┌─ Given entries

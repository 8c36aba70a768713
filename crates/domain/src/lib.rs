//! Pokedex domain library.
//!
//! Core catalog types and the battle-resolution rules. This crate is pure:
//! no I/O, no async, no store access. Everything that touches Postgres or
//! the blob store lives in `pokedex-engine`.

pub mod artifact;
pub mod battle;
pub mod error;
pub mod pokemon;

pub use artifact::{ImageUpload, MAX_IMAGE_BYTES};
pub use battle::{resolve_battle, BattleOutcome, Winner};
pub use error::DomainError;
pub use pokemon::{Attack, Pokemon, PokemonId, Resistance, Weakness};
//! Battle simulation use case.
//!
//! Resolves both combatants from the store, runs the pure domain
//! resolution, and shapes the winner payload. Stored health is never
//! mutated; the exchange is request-scoped.

use std::sync::Arc;

use serde::Serialize;

use crate::infrastructure::ports::PokemonRepo;
use crate::use_cases::EngineError;
use pokedex_domain::{resolve_battle, PokemonId, Winner};

/// Winner payload for a simulated exchange.
#[derive(Debug, Clone, PartialEq, Eq, Serialize)]
pub struct BattleResult {
    pub id: PokemonId,
    pub name: String,
    pub message: String,
}

/// Simulates a one-round battle between two stored records.
pub struct SimulateBattle {
    repo: Arc<dyn PokemonRepo>,
}

impl SimulateBattle {
    pub fn new(repo: Arc<dyn PokemonRepo>) -> Self {
        Self { repo }
    }

    /// Resolve both keys (attacker checked first) and compute the outcome.
    pub async fn execute(
        &self,
        attacker_id: PokemonId,
        defender_id: PokemonId,
    ) -> Result<BattleResult, EngineError> {
        let attacker = self
            .repo
            .get(attacker_id)
            .await?
            .ok_or_else(|| EngineError::NotFound("Attacker Pokemon".to_string()))?;

        let defender = self
            .repo
            .get(defender_id)
            .await?
            .ok_or_else(|| EngineError::NotFound("Defender Pokemon".to_string()))?;

        let outcome = resolve_battle(&attacker, &defender);

        tracing::debug!(
            attacker = %attacker.name,
            defender = %defender.name,
            base_damage = attacker.attack.damage,
            resistance_offset = outcome.resistance_offset,
            multiplier = outcome.multiplier,
            final_damage = outcome.final_damage,
            defender_health = defender.health,
            "Resolved battle"
        );

        let winner = match outcome.winner {
            Winner::Attacker => attacker,
            Winner::Defender => defender,
        };

        Ok(BattleResult {
            id: winner.id,
            name: winner.name.clone(),
            message: format!("{} won the battle", winner.name),
        })
    }
}
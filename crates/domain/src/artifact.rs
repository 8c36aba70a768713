//! Image artifact constraints.
//!
//! A creation request may attach one image. The engine checks the media
//! type and size here before any upload call is made; a rejected artifact
//! must leave no trace in either store.

use crate::error::DomainError;

/// Maximum accepted image size: 1.5 MiB.
pub const MAX_IMAGE_BYTES: usize = 3 * 512 * 1024;

/// An uploaded image payload, as received at the service boundary.
#[derive(Debug, Clone, PartialEq, Eq)]
pub struct ImageUpload {
    /// Original filename hint, used to derive the stored object key.
    pub file_name: String,
    /// Media type as declared by the client (e.g., "image/png").
    pub content_type: String,
    pub bytes: Vec<u8>,
}

impl ImageUpload {
    /// Check the artifact invariants: media type must be an image type and
    /// the payload must not exceed [`MAX_IMAGE_BYTES`].
    pub fn validate(&self) -> Result<(), DomainError> {
        if !self.content_type.contains("image") {
            return Err(DomainError::validation("File must be an image"));
        }

        if self.bytes.len() > MAX_IMAGE_BYTES {
            return Err(DomainError::validation("File must be less than 1.5MB"));
        }

        Ok(())
    }
}
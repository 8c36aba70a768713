//! Battle resolution - a stateless, single-exchange computation.
//!
//! One round, attacker swings once:
//!
//! 1. Start from the attacker's base attack damage.
//! 2. If the defender declares a resistance whose move name matches the
//!    attack, the resistance value is *added* to the base damage. Matching
//!    resistance increases effective damage in this catalog; the offset is
//!    applied before the multiplier, and the order matters.
//! 3. If the defender's weakness name matches the attack, the damage is
//!    scaled by the weakness multiplier.
//! 4. The attacker wins iff the final damage reaches the defender's health;
//!    exactly-lethal damage counts as a win for the attacker.
//!
//! No stored health is mutated; callers map the outcome to a result payload.

use crate::pokemon::Pokemon;

/// Which side of the exchange won.
#[derive(Debug, Clone, Copy, PartialEq, Eq)]
pub enum Winner {
    Attacker,
    Defender,
}

/// The resolved exchange, with the intermediate values exposed so callers
/// can log the play-by-play.
#[derive(Debug, Clone, PartialEq)]
pub struct BattleOutcome {
    pub winner: Winner,
    /// Resistance offset that was added to the base damage (0 on no match).
    pub resistance_offset: i32,
    /// Weakness multiplier that was applied (1 on no match).
    pub multiplier: f64,
    /// Damage after offset and multiplier.
    pub final_damage: f64,
}

/// Resolve one attack exchange between two records.
pub fn resolve_battle(attacker: &Pokemon, defender: &Pokemon) -> BattleOutcome {
    let base_damage = attacker.attack.damage;

    let resistance_offset = match &defender.resistance {
        Some(resistance) if resistance.name == attacker.attack.name => resistance.value,
        _ => 0,
    };

    let multiplier = if defender.weakness.name == attacker.attack.name {
        defender.weakness.multiplier
    } else {
        1.0
    };

    // Offset before multiplier; this order is load-bearing. Each operand
    // widens to f64 before the add so an extreme damage value cannot
    // overflow the i32 sum.
    let final_damage = (f64::from(base_damage) + f64::from(resistance_offset)) * multiplier;

    let winner = if final_damage >= f64::from(defender.health) {
        Winner::Attacker
    } else {
        Winner::Defender
    };

    BattleOutcome {
        winner,
        resistance_offset,
        multiplier,
        final_damage,
    }
}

└─

** What the exercise asks **
Output the full listing again with nothing altered.

** Output of the exercise **
repository 8c36aba70a768713
filename crates/domain/src/lib.rs
//! Pokedex domain library.
//!
//! Core catalog types and the battle-resolution rules. This crate is pure:
//! no I/O, no async, no store access. Everything that touches Postgres or
//! the blob store lives in `pokedex-engine`.

pub mod artifact;
pub mod battle;
pub mod error;
pub mod pokemon;

pub use artifact::{ImageUpload, MAX_IMAGE_BYTES};
pub use battle::{resolve_battle, BattleOutcome, Winner};
pub use error::DomainError;
pub use pokemon::{Attack, Pokemon, PokemonId, Resistance, Weakness};
//! Battle simulation use case.
//!
//! Resolves both combatants from the store, runs the pure domain
//! resolution, and shapes the winner payload. Stored health is never
//! mutated; the exchange is request-scoped.

use std::sync::Arc;

use serde::Serialize;

use crate::infrastructure::ports::PokemonRepo;
use crate::use_cases::EngineError;
use pokedex_domain::{resolve_battle, PokemonId, Winner};

/// Winner payload for a simulated exchange.
#[derive(Debug, Clone, PartialEq, Eq, Serialize)]
pub struct BattleResult {
    pub id: PokemonId,
    pub name: String,
    pub message: String,
}

/// Simulates a one-round battle between two stored records.
pub struct SimulateBattle {
    repo: Arc<dyn PokemonRepo>,
}

impl SimulateBattle {
    pub fn new(repo: Arc<dyn PokemonRepo>) -> Self {
        Self { repo }
    }

    /// Resolve both keys (attacker checked first) and compute the outcome.
    pub async fn execute(
        &self,
        attacker_id: PokemonId,
        defender_id: PokemonId,
    ) -> Result<BattleResult, EngineError> {
        let attacker = self
            .repo
            .get(attacker_id)
            .await?
            .ok_or_else(|| EngineError::NotFound("Attacker Pokemon".to_string()))?;

        let defender = self
            .repo
            .get(defender_id)
            .await?
            .ok_or_else(|| EngineError::NotFound("Defender Pokemon".to_string()))?;

        let outcome = resolve_battle(&attacker, &defender);

        tracing::debug!(
            attacker = %attacker.name,
            defender = %defender.name,
            base_damage = attacker.attack.damage,
            resistance_offset = outcome.resistance_offset,
            multiplier = outcome.multiplier,
            final_damage = outcome.final_damage,
            defender_health = defender.health,
            "Resolved battle"
        );

        let winner = match outcome.winner {
            Winner::Attacker => attacker,
            Winner::Defender => defender,
        };

        Ok(BattleResult {
            id: winner.id,
            name: winner.name.clone(),
            message: format!("{} won the battle", winner.name),
        })
    }
}
filename crates/domain/src/artifact.rs
repository 8c36aba70a768713
//! Image artifact constraints.
//!
//! A creation request may attach one image. The engine checks the media
//! type and size here before any upload call is made; a rejected artifact
//! must leave no trace in either store.

use crate::error::DomainError;

/// Maximum accepted image size: 1.5 MiB.
pub const MAX_IMAGE_BYTES: usize = 3 * 512 * 1024;

/// An uploaded image payload, as received at the service boundary.
#[derive(Debug, Clone, PartialEq, Eq)]
pub struct ImageUpload {
    /// Original filename hint, used to derive the stored object key.
    pub file_name: String,
    /// Media type as declared by the client (e.g., "image/png").
    pub content_type: String,
    pub bytes: Vec<u8>,
}

impl ImageUpload {
    /// Check the artifact invariants: media type must be an image type and
    /// the payload must not exceed [`MAX_IMAGE_BYTES`].
    pub fn validate(&self) -> Result<(), DomainError> {
        if !self.content_type.contains("image") {
            return Err(DomainError::validation("File must be an image"));
        }

        if self.bytes.len() > MAX_IMAGE_BYTES {
            return Err(DomainError::validation("File must be less than 1.5MB"));
        }

        Ok(())
    }
}
repository 8c36aba70a768713
//! Battle resolution - a stateless, single-exchange computation.
//!
//! One round, attacker swings once:
//!
//! 1. Start from the attacker's base attack damage.
//! 2. If the defender declares a resistance whose move name matches the
//!    attack, the resistance value is *added* to the base damage. Matching
//!    resistance increases effective damage in this catalog; the offset is
//!    applied before the multiplier, and the order matters.
//! 3. If the defender's weakness name matches the attack, the damage is
//!    scaled by the weakness multiplier.
//! 4. The attacker wins iff the final damage reaches the defender's health;
//!    exactly-lethal damage counts as a win for the attacker.
//!
//! No stored health is mutated; callers map the outcome to a result payload.

use crate::pokemon::Pokemon;

/// Which side of the exchange won.
#[derive(Debug, Clone, Copy, PartialEq, Eq)]
pub enum Winner {
    Attacker,
    Defender,
}

/// The resolved exchange, with the intermediate values exposed so callers
/// can log the play-by-play.
#[derive(Debug, Clone, PartialEq)]
pub struct BattleOutcome {
    pub winner: Winner,
    /// Resistance offset that was added to the base damage (0 on no match).
    pub resistance_offset: i32,
    /// Weakness multiplier that was applied (1 on no match).
    pub multiplier: f64,
    /// Damage after offset and multiplier.
    pub final_damage: f64,
}

/// Resolve one attack exchange between two records.
pub fn resolve_battle(attacker: &Pokemon, defender: &Pokemon) -> BattleOutcome {
    let base_damage = attacker.attack.damage;

    let resistance_offset = match &defender.resistance {
        Some(resistance) if resistance.name == attacker.attack.name => resistance.value,
        _ => 0,
    };

    let multiplier = if defender.weakness.name == attacker.attack.name {
        defender.weakness.multiplier
    } else {
        1.0
    };

    // Offset before multiplier; this order is load-bearing. Each operand
    // widens to f64 before the add so an extreme damage value cannot
    // overflow the i32 sum.
    let final_damage = (f64::from(base_damage) + f64::from(resistance_offset)) * multiplier;

    let winner = if final_damage >= f64::from(defender.health) {
        Winner::Attacker
    } else {
        Winner::Defender
    };

    BattleOutcome {
        winner,
        resistance_offset,
        multiplier,
        final_damage,
    }
}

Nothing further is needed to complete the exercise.